El invierno se cierne sobre el hogar cuando un infante vuela al cielo antes de tiempo. Los sueños se detienen y el corazón encanece de repente. No hay nana que pueda acallar ese llanto que acompaña a la pérdida repentina de un nacido, y parecida emoción se experimenta ante el que nunca verá la luz y se aguardaba con las pupilas encendidas por insondable amor.
Thimoty P. Schmalz escultor canadiense conocido por esa impactante imagen de “Jesús mendigo”, que se halla en el Vaticano, pasó de ser un activo defensor del aborto a un incansable abogado de la vida. A los 20 años “donó” a la muerte a uno de sus hijos no nacidos, y años más tarde vio como fenecían las ilusiones que había depositado en ese nuevo don que Dios le ofrecía: su tercer vástago que no llegó a nacer. Fue entonces, ya convertido, cuando esculpió “Te conocí en el útero”. Un ángel arrodillado ante una cuna vacía, desfallecido por el dolor, parece recapitular en sí mismo toda la aflicción de este mundo ante un hecho así. Podría pensarse al verlo en el ángel de la guarda que cada uno tenemos, custodiando nuestra vida ya antes de nacer. Es una escultura hermosísima que desprende comprensión, ternura, acompañamiento, oración, consuelo, ánimo… todo ello encerrado en ese abrazo que da a la cuna.
El lenguaje del sufrimiento lo entiende, fundamentalmente, quien lo ha padecido en carne propia. En Pedagogía del dolor incluí un fragmento de Los hermanos Karamazov. Refleja la indecible angustia de una madre marcada por la tragedia: cuatro hijos fallecidos.
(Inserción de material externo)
//! Data transformations for time series.
//!
//! Series-to-series transformers implement [`crate::base::Transformer`];
//! [`AdiCvTransformer`] reduces a series to demand-pattern features.
//!
//! # Example
//!
//! ```
//! use ts_estimators::base::Transformer;
//! use ts_estimators::core::TimeSeries;
//! use ts_estimators::transform::{ExponentTransformer, Offset};
//!
//! let y = TimeSeries::from_values(vec![-4.0, 0.0, 5.0]);
//! let mut t = ExponentTransformer::new(0.5, Offset::Auto);
//! let z = t.fit_transform(&y).unwrap();
//! assert_eq!(z.primary_values(), &[0.0, 2.0, 3.0]);
//! ```

pub mod adi_cv;
pub mod boxcox;
pub mod exponent;
pub mod log;

pub use adi_cv::{adi_cv, AdiCvFeatures, AdiCvTransformer, Categorizer, DemandClass};
pub use boxcox::{boxcox, boxcox_lambda, inv_boxcox, is_boxcox_suitable, BoxCoxTransformer};
pub use exponent::{ExponentTransformer, Offset, SqrtTransformer};
pub use log::LogTransformer;
//! Naive forecasting strategies.
//!
//! `Last` repeats the last observed value, `Mean` the mean of the training
//! data and `Drift` extrapolates the line through the first and last
//! observations.

use crate::base::{FitState, ForecastContext, Forecaster, ForecasterCapabilities};
use crate::core::{ForecastingHorizon, TimePoint, TimeSeries};
use crate::error::{EstimatorError, Result};
use crate::utils::check_horizon_out_of_sample;

/// Strategy used by [`NaiveForecaster`].
#[derive(Debug, Clone, Copy, PartialEq, Eq, Default)]
pub enum NaiveStrategy {
    #[default]
    Last,
    Mean,
    Drift,
}

#[derive(Debug, Clone)]
struct NaiveFit {
    context: ForecastContext,
    level: f64,
    slope: f64,
}

/// Naive forecaster.
#[derive(Debug, Clone, Default)]
pub struct NaiveForecaster {
    strategy: NaiveStrategy,
    state: FitState<NaiveFit>,
}

impl NaiveForecaster {
    pub fn new() -> Self {
        Self::default()
    }

    pub fn with_strategy(mut self, strategy: NaiveStrategy) -> Self {
        self.strategy = strategy;
        self
    }

    pub fn strategy(&self) -> NaiveStrategy {
        self.strategy
    }

    fn estimate(&self, context: ForecastContext) -> Result<NaiveFit> {
        let y = &context.y;
        if y.dimensions() != 1 {
            return Err(EstimatorError::DimensionMismatch {
                expected: 1,
                got: y.dimensions(),
            });
        }
        let observed: Vec<f64> = y
            .primary_values()
            .iter()
            .copied()
            .filter(|v| !v.is_nan())
            .collect();
        let last = *observed.last().ok_or(EstimatorError::MissingValues)?;

        let (level, slope) = match self.strategy {
            NaiveStrategy::Last => (last, 0.0),
            NaiveStrategy::Mean => (observed.iter().sum::<f64>() / observed.len() as f64, 0.0),
            NaiveStrategy::Drift => {
                let slope = if observed.len() > 1 {
                    (last - observed[0]) / (observed.len() - 1) as f64
                } else {
                    0.0
                };
                (last, slope)
            }
        };

        Ok(NaiveFit {
            context,
            level,
            slope,
        })
    }
}

impl Forecaster for NaiveForecaster {
    fn fit(
        &mut self,
        y: &TimeSeries,
        x: Option<&TimeSeries>,
        fh: Option<&ForecastingHorizon>,
    ) -> Result<()> {
        let fitted = self.estimate(ForecastContext::new(y, x, fh)?)?;
        self.state.set(fitted);
        Ok(())
    }

    fn predict(
        &self,
        fh: Option<&ForecastingHorizon>,
        _x: Option<&TimeSeries>,
    ) -> Result<TimeSeries> {
        let fitted = self.state.get()?;
        let fh = fitted.context.resolve_fh(fh)?;
        check_horizon_out_of_sample(fh, self.name())?;

        let values: Vec<f64> = (1..=fh.max_step())
            .map(|h| fitted.level + fitted.slope * h as f64)
            .collect();
        fitted.context.select_horizon(fh, &values)
    }

    fn update(&mut self, y: &TimeSeries, x: Option<&TimeSeries>) -> Result<()> {
        let mut context = self.state.get()?.context.clone();
        context.extend(y, x)?;
        let fitted = self.estimate(context)?;
        self.state.set(fitted);
        Ok(())
    }

    fn capabilities(&self) -> ForecasterCapabilities {
        ForecasterCapabilities {
            update: true,
            ..Default::default()
        }
    }

    fn cutoff(&self) -> Option<TimePoint> {
        self.state.as_option().and_then(|f| f.context.y.cutoff())
    }

    fn name(&self) -> &str {
        "NaiveForecaster"
    }
}

#[cfg(test)]
mod tests {
    use super::*;
    use crate::core::TimeIndex;
    use approx::assert_relative_eq;

    fn series() -> TimeSeries {
        TimeSeries::from_values(vec![1.0, 2.0, 3.0, 4.0, 5.0])
    }

    #[test]
    fn naive_repeats_last_value() {
        let mut model = NaiveForecaster::new();
        model.fit(&series(), None, None).unwrap();

        let fh = ForecastingHorizon::up_to(3).unwrap();
        let forecast = model.predict(Some(&fh), None).unwrap();
        assert_eq!(forecast.primary_values(), &[5.0, 5.0, 5.0]);
        assert_eq!(forecast.index(), &TimeIndex::Integer(vec![5, 6, 7]));
    }

    #[test]
    fn mean_strategy() {
        let mut model = NaiveForecaster::new().with_strategy(NaiveStrategy::Mean);
        model.fit(&series(), None, None).unwrap();
        let fh = ForecastingHorizon::new(vec![2]).unwrap();
        let forecast = model.predict(Some(&fh), None).unwrap();
        assert_relative_eq!(forecast.primary_values()[0], 3.0);
    }

    #[test]
    fn drift_strategy_extrapolates() {
        let y = TimeSeries::from_values(vec![2.0, 4.0, 6.0]);
        let mut model = NaiveForecaster::new().with_strategy(NaiveStrategy::Drift);
        let fh = ForecastingHorizon::new(vec![1, 3]).unwrap();
        model.fit(&y, None, Some(&fh)).unwrap();
        let forecast = model.predict(None, None).unwrap();
        assert_eq!(forecast.primary_values(), &[8.0, 12.0]);
    }

    #[test]
    fn last_skips_trailing_missing_values() {
        let y = TimeSeries::from_values(vec![1.0, 7.0, f64::NAN]);
        let mut model = NaiveForecaster::new();
        model.fit(&y, None, None).unwrap();
        let fh = ForecastingHorizon::up_to(1).unwrap();
        assert_eq!(model.predict(Some(&fh), None).unwrap().primary_values(), &[7.0]);
    }

    #[test]
    fn update_moves_cutoff() {
        let mut model = NaiveForecaster::new();
        model.fit(&series(), None, None).unwrap();
        let new = TimeSeries::new(TimeIndex::range_from(5, 1), vec![vec![9.0]]).unwrap();
        model.update(&new, None).unwrap();

        assert_eq!(model.cutoff(), Some(TimePoint::Integer(5)));
        let fh = ForecastingHorizon::up_to(1).unwrap();
        let forecast = model.predict(Some(&fh), None).unwrap();
        assert_eq!(forecast.primary_values(), &[9.0]);
        assert_eq!(forecast.index(), &TimeIndex::Integer(vec![6]));
    }

    #[test]
    fn predict_requires_fit_and_horizon() {
        let model = NaiveForecaster::new();
        assert!(!model.is_fitted());
        assert_eq!(model.predict(None, None), Err(EstimatorError::NotFitted));

        let mut model = NaiveForecaster::new();
        model.fit(&series(), None, None).unwrap();
        assert_eq!(model.predict(None, None), Err(EstimatorError::HorizonRequired));
    }

    #[test]
    fn in_sample_horizon_is_rejected() {
        let mut model = NaiveForecaster::new();
        model.fit(&series(), None, None).unwrap();
        let fh = ForecastingHorizon::new(vec![0, 1]).unwrap();
        assert!(matches!(
            model.predict(Some(&fh), None),
            Err(EstimatorError::UnsupportedCapability(_))
        ));
    }

    #[test]
    fn empty_series_fails() {
        let mut model = NaiveForecaster::new();
        assert_eq!(
            model.fit(&TimeSeries::from_values(vec![]), None, None),
            Err(EstimatorError::EmptyData)
        );
    }
}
Ante la muerte del último, que era el benjamín, el starets Zósimo, que advertía su inmenso pesar, le narró esta tierna historia:
«… Un gran santo vio en el templo a una madre que lloraba como tú y también a causa de que el Señor había llamado igualmente cerca de sí a su único hijo. ‘¿No sabes —le dijo el santo—, lo osados que son esos niños ante el trono de Dios? Nadie hay más atrevido en el reino de los cielos: ‘Señor —le dicen— nos has dado la vida, pero apenas hemos visto la luz del día y ya nos las quitas’. Piden y reclaman con tanta insistencia, que el Señor los hace ángeles. Por eso —dijo el santo—, alégrate, mujer, no llores: tu hijo está ahora con el Señor en el coro de los ángeles».
Siempre, en cualquier circunstancia, y sobre todo desde la fe, hay lugar para la esperanza. A fin de cuentas, nacidos y no nacidos —sea porque así lo quiere la naturaleza, o porque quienes debieron protegerlos no lo hicieron— tienen su particular “cuna” en los brazos del Padre.